Black wpatrywał się w nią inaczej niż wcześniej, właściwie nie tyle w nią co w jej lewą dłoń przytkniętą do ust spijającą płynącą krew. Oddychał szybko, drżał na całym ciele a na bladym czole pojawiły się dobrze widoczne małe kropelki potu.
- Mo.. Mogę obejrzeć? - powiedział drżącym głosem.

- To nic poważnego - rzuciła obojętne, zatrzymała się jednak i wysunęła dłoń w kierunku mężczyzny.
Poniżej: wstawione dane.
impl SessionMachine {
    /// Create a disconnected machine.
    pub fn new(config: SessionConfig) -> Self {
        let retry = RetryState::new(config.retry);
        let query = QueryTracker::new(config.max_query_chars);
        Self {
            config,
            state: ConnectionState::Disconnected,
            error: None,
            advisory_error: false,
            retry,
            retry_scheduled: false,
            query,
        }
    }

    /// Current state.
    pub fn state(&self) -> ConnectionState {
        self.state
    }

    /// Current error.
    pub fn error(&self) -> Option<&SessionError> {
        self.error.as_ref()
    }

    /// State and error together.
    pub fn status(&self) -> SessionStatus {
        SessionStatus {
            state: self.state,
            error: self.error.clone(),
        }
    }

    /// Retries scheduled since the last successful connection.
    pub fn attempt_count(&self) -> u32 {
        self.retry.attempt_count()
    }

    /// Whether an automatic retry is waiting for its delay.
    pub fn retry_scheduled(&self) -> bool {
        self.retry_scheduled
    }

    /// The pending query, if any.
    pub fn pending_query(&self) -> Option<&PendingQuery> {
        self.query.pending()
    }

    /// Apply one event.
    pub fn handle(&mut self, event: Event) -> Vec<Effect> {
        let mut fx = Vec::new();
        match event {
            Event::Connect => self.connect(&mut fx),
            Event::Disconnect => self.disconnect(&mut fx),
            Event::Reconnect => {
                self.retry.reset();
                self.clear_error();
                self.connect(&mut fx);
            }
            Event::SocketOpened => self.socket_opened(&mut fx),
            Event::OpenFailed(err) => self.open_failed(err, &mut fx),
            Event::OpenTimedOut => self.open_timed_out(&mut fx),
            Event::SocketClosed { code, reason } => self.socket_closed(code, &reason, &mut fx),
            Event::WriteFailed(detail) => {
                warn!(error = %detail, "write failed");
                self.set_error(SessionError::network(format!(
                    "Failed to send message ({detail})"
                )));
            }
            Event::FrameReceived(text) => self.frame_received(&text, &mut fx),
            Event::HeartbeatExpired => self.heartbeat_expired(&mut fx),
            Event::RetryDue => self.retry_due(&mut fx),
            Event::ProbeSucceeded => {
                if self.state == ConnectionState::Connected && self.advisory_error {
                    debug!("health probe recovered");
                    self.clear_error();
                }
            }
            Event::ProbeFailed(err) => {
                if self.state == ConnectionState::Connected {
                    warn!(kind = %err.kind, error = %err.message, "health probe failed");
                    self.set_error(err);
                    self.advisory_error = true;
                }
            }
            Event::QueryTimedOut => {
                if let Some(query) = self.query.expire() {
                    warn!(query_id = %query.id, "query timed out");
                    self.set_error(SessionError::timeout(format!(
                        "No response within {}",
                        fmt_ms(self.config.query_timeout_ms)
                    )));
                }
            }
            Event::CancelQuery => {
                if let Some(query) = self.query.cancel() {
                    debug!(query_id = %query.id, "query cancelled");
                    fx.push(Effect::CancelQueryTimeout);
                }
            }
        }
        fx
    }

    /// Send a raw text frame. Only allowed while connected.
    pub fn send(&mut self, payload: String) -> Result<Vec<Effect>, SessionError> {
        if self.state != ConnectionState::Connected {
            return Err(self.not_connected());
        }
        Ok(vec![Effect::SendFrame(payload)])
    }

    /// Submit a query.
    ///
    /// Rejections are returned to the caller and leave state, the current
    /// error and any pending query untouched.
    pub fn submit(&mut self, text: &str) -> Result<(QueryId, Vec<Effect>), SessionError> {
        let trimmed = self.query.validate(text)?;
        if self.state != ConnectionState::Connected {
            return Err(self.not_connected());
        }
        if self.query.is_busy() {
            return Err(self.query.busy_error());
        }
        let id = self.query.begin(trimmed);
        info!(query_id = %id, chars = trimmed.chars().count(), "query submitted");
        Ok((
            id,
            vec![Effect::SendFrame(encode_query(trimmed)), Effect::ArmQueryTimeout],
        ))
    }

    // ── Transitions ─────────────────────────────────────────────────

    fn connect(&mut self, fx: &mut Vec<Effect>) {
        if self.state.has_transport() {
            debug!(state = %self.state, "connect ignored");
            return;
        }
        if self.retry_scheduled {
            self.retry_scheduled = false;
            fx.push(Effect::CancelRetry);
        }
        self.transition(ConnectionState::Connecting, fx);
        fx.push(Effect::OpenTransport);
    }

    fn disconnect(&mut self, fx: &mut Vec<Effect>) {
        if self.state.has_transport() {
            fx.push(Effect::CloseTransport { code: CLOSE_NORMAL });
        }
        if self.state == ConnectionState::Connected {
            fx.push(Effect::StopHeartbeat);
            fx.push(Effect::StopProbing);
        }
        if self.retry_scheduled {
            self.retry_scheduled = false;
            fx.push(Effect::CancelRetry);
        }
        if let Some(query) = self.query.cancel() {
            debug!(query_id = %query.id, "pending query dropped on disconnect");
            fx.push(Effect::CancelQueryTimeout);
        }
        self.clear_error();
        self.transition(ConnectionState::Disconnected, fx);
    }

    fn socket_opened(&mut self, fx: &mut Vec<Effect>) {
        if !matches!(
            self.state,
            ConnectionState::Connecting | ConnectionState::Reconnecting
        ) {
            return;
        }
        self.retry.reset();
        self.clear_error();
        self.transition(ConnectionState::Connected, fx);
        fx.push(Effect::StartHeartbeat);
        fx.push(Effect::StartProbing);
    }

    fn open_failed(&mut self, err: SessionError, fx: &mut Vec<Effect>) {
        if !matches!(
            self.state,
            ConnectionState::Connecting | ConnectionState::Reconnecting
        ) {
            return;
        }
        if err.retryable {
            self.fail_and_retry(err, ConnectionState::Disconnected, fx);
        } else {
            warn!(kind = %err.kind, error = %err.message, "connection refused by service");
            self.set_error(err);
            self.transition(ConnectionState::ServerError, fx);
        }
    }

    fn open_timed_out(&mut self, fx: &mut Vec<Effect>) {
        if !matches!(
            self.state,
            ConnectionState::Connecting | ConnectionState::Reconnecting
        ) {
            return;
        }
        fx.push(Effect::CloseTransport {
            code: CLOSE_GOING_AWAY,
        });
        let err = SessionError::timeout(format!(
            "Connection attempt timed out after {}",
            fmt_ms(self.config.open_timeout_ms)
        ));
        self.fail_and_retry(err, ConnectionState::Timeout, fx);
    }

    fn socket_closed(&mut self, code: u16, reason: &str, fx: &mut Vec<Effect>) {
        if !self.state.has_transport() {
            return;
        }
        if self.state == ConnectionState::Connected {
            fx.push(Effect::StopHeartbeat);
            fx.push(Effect::StopProbing);
        }
        let class = classify_close(code);
        info!(code, reason, class = %class, "socket closed");
        match class.error(code, reason) {
            Some(err) if class.schedules_retry() => {
                let landing = if class == CloseClass::Overloaded {
                    ConnectionState::ServerError
                } else {
                    ConnectionState::Disconnected
                };
                self.fail_and_retry(err, landing, fx);
            }
            Some(err) => {
                self.set_error(err);
                self.transition(ConnectionState::ServerError, fx);
            }
            None => {
                self.clear_error();
                self.transition(ConnectionState::Disconnected, fx);
            }
        }
    }

    fn frame_received(&mut self, text: &str, fx: &mut Vec<Effect>) {
        if self.state != ConnectionState::Connected {
            debug!(state = %self.state, "frame ignored outside connected state");
            return;
        }
        let event = match decode_frame(text) {
            Ok(event) => event,
            Err(err) => {
                warn!(error = %err.message, "dropping malformed frame");
                self.set_error(err);
                return;
            }
        };
        trace!(kind = event.kind(), "frame received");
        fx.push(Effect::TouchHeartbeat);
        match event {
            InboundEvent::Heartbeat => {}
            InboundEvent::ConnectionStatus { text } => {
                info!(status = %text, "service status");
            }
            InboundEvent::Log { .. } => fx.push(Effect::Deliver(event)),
            InboundEvent::FinalOutput { .. } => {
                match self.query.complete() {
                    Some(query) => info!(query_id = %query.id, "query completed"),
                    None => debug!("final output without a pending query"),
                }
                fx.push(Effect::CancelQueryTimeout);
                fx.push(Effect::Deliver(event));
            }
        }
    }

    fn heartbeat_expired(&mut self, fx: &mut Vec<Effect>) {
        if self.state != ConnectionState::Connected {
            return;
        }
        warn!(
            timeout_ms = self.config.heartbeat_timeout_ms,
            "connection stale, forcing reconnect"
        );
        fx.push(Effect::StopHeartbeat);
        fx.push(Effect::StopProbing);
        fx.push(Effect::CloseTransport {
            code: CLOSE_GOING_AWAY,
        });
        self.set_error(SessionError::timeout(format!(
            "No data from the service for {}",
            fmt_ms(self.config.heartbeat_timeout_ms)
        )));
        self.transition(ConnectionState::Timeout, fx);
        self.transition(ConnectionState::Connecting, fx);
        fx.push(Effect::OpenTransport);
    }

    fn retry_due(&mut self, fx: &mut Vec<Effect>) {
        if !self.retry_scheduled {
            return;
        }
        self.retry_scheduled = false;
        if !matches!(
            self.state,
            ConnectionState::Timeout | ConnectionState::ServerError | ConnectionState::Disconnected
        ) {
            return;
        }
        self.transition(ConnectionState::Reconnecting, fx);
        fx.push(Effect::OpenTransport);
    }

    // ── Helpers ─────────────────────────────────────────────────────

    /// Record `err` and either schedule a retry (landing in `failure_state`)
    /// or give up in `error`.
    fn fail_and_retry(
        &mut self,
        err: SessionError,
        failure_state: ConnectionState,
        fx: &mut Vec<Effect>,
    ) {
        match self.retry.next() {
            RetryDecision::Retry { attempt, delay } => {
                let notice = self.retry.notice(attempt, delay);
                warn!(
                    kind = %err.kind,
                    error = %err.message,
                    attempt = attempt + 1,
                    max_attempts = notice.max_attempts,
                    delay_ms = notice.delay_ms,
                    "scheduling reconnect"
                );
                self.set_error(err.with_retry_notice(notice));
                self.transition(failure_state, fx);
                self.retry_scheduled = true;
                fx.push(Effect::ScheduleRetry { delay });
            }
            RetryDecision::Exhausted => {
                let max = self.retry.max_attempts();
                error!(kind = %err.kind, error = %err.message, max_attempts = max, "giving up");
                self.set_error(SessionError::connection(format!(
                    "Unable to reach the service after {max} attempts ({})",
                    err.message
                )));
                self.transition(ConnectionState::Error, fx);
            }
        }
    }

    fn transition(&mut self, next: ConnectionState, fx: &mut Vec<Effect>) {
        if self.state == next {
            return;
        }
        info!(from = %self.state, to = %next, "connection state changed");
        self.state = next;
        fx.push(Effect::StateChanged(next));
    }

    fn set_error(&mut self, err: SessionError) {
        self.error = Some(err);
        self.advisory_error = false;
    }

    fn clear_error(&mut self) {
        self.error = None;
        self.advisory_error = false;
    }

    fn not_connected(&self) -> SessionError {
        SessionError::connection(format!(
            "Not connected to the service (state: {})",
            self.state
        ))
    }
}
Dopiero wtedy spojrzała na niego i zauważyła, że zachowuje się dość specyficznie. Próbowała cofnąć rękę.

On był jednak trochę szybszy. Wykorzystując lekkie niezdecydowanie kobiety chwycił jej lewą dłonią swoimi dwiema i delikatnie, ale dość zdecydowanie otworzył ją by spojrzeć na miejsce skaleczenia. Źrenice lekko mu się rozszerzyły, oddech przyspieszył, westchnął cicho kiedy przejeżdżał powoli kciukiem po je ranie.
- Rzeczywiście.. Nic takiego..
Przerwał puszczając jej dłoń i oblizał zakrwawiony kciuk swoim językiem.
- Diabeł tkwi w szczegółach - powtórzył bezwiednie ulubione powiedzenie ojca.

Jego zachowanie było dosyć dziwne, nie dała jednak po sobie poznać, że czuje się lekko zaniepokojona. - Co potrafisz? - spytała, gdy doszli na równy, piaszczysty teren, który nie zdążył się jeszcze nagrzać od słońca. - Poza zabijaniem - dodała i wróciła do spijanie krwi ze swojej rany.

Mężczyzna wciąż był lekko oszołomiony, ale zdawało się, że walczył ze sobą na tyle by zachować kontrolę niezbędną do dalszej rozmowy. Zerkał jedynie co jakiś czas na Natashę i usta spijające jej krew poza tym starając się unikać patrzenia w jej stronę.
- Dobre pytanie - przyznał szczerze. - Chyba sam trochę zapomniałem co innego można robić w życiu. Odkąd pamiętam byłem tylko narzędziem tolerowanym dlatego bo jest ostre i nie zadaje pytań.. Zmieniały się tylko osoby, które chciały mnie użyć. Cel zawsze był ten sam - powiedział smutno nieświadomie pokazując kobiecie skrawek swojej ludzkiej twarzy. - Kiedyś byłem dobry w wykonywaniu rozkazów dopóki… Nieważne zresztą. Powiedzmy, że lubię załatwiać swoją robotę na odległość.. - spojrzał na swoje zniszczone dłonie - i z tego co mi wiadomo jestem w tym dobry. A ty? - zmusił się by na chwilę spojrzeć swojej rozmówczyni w twarz.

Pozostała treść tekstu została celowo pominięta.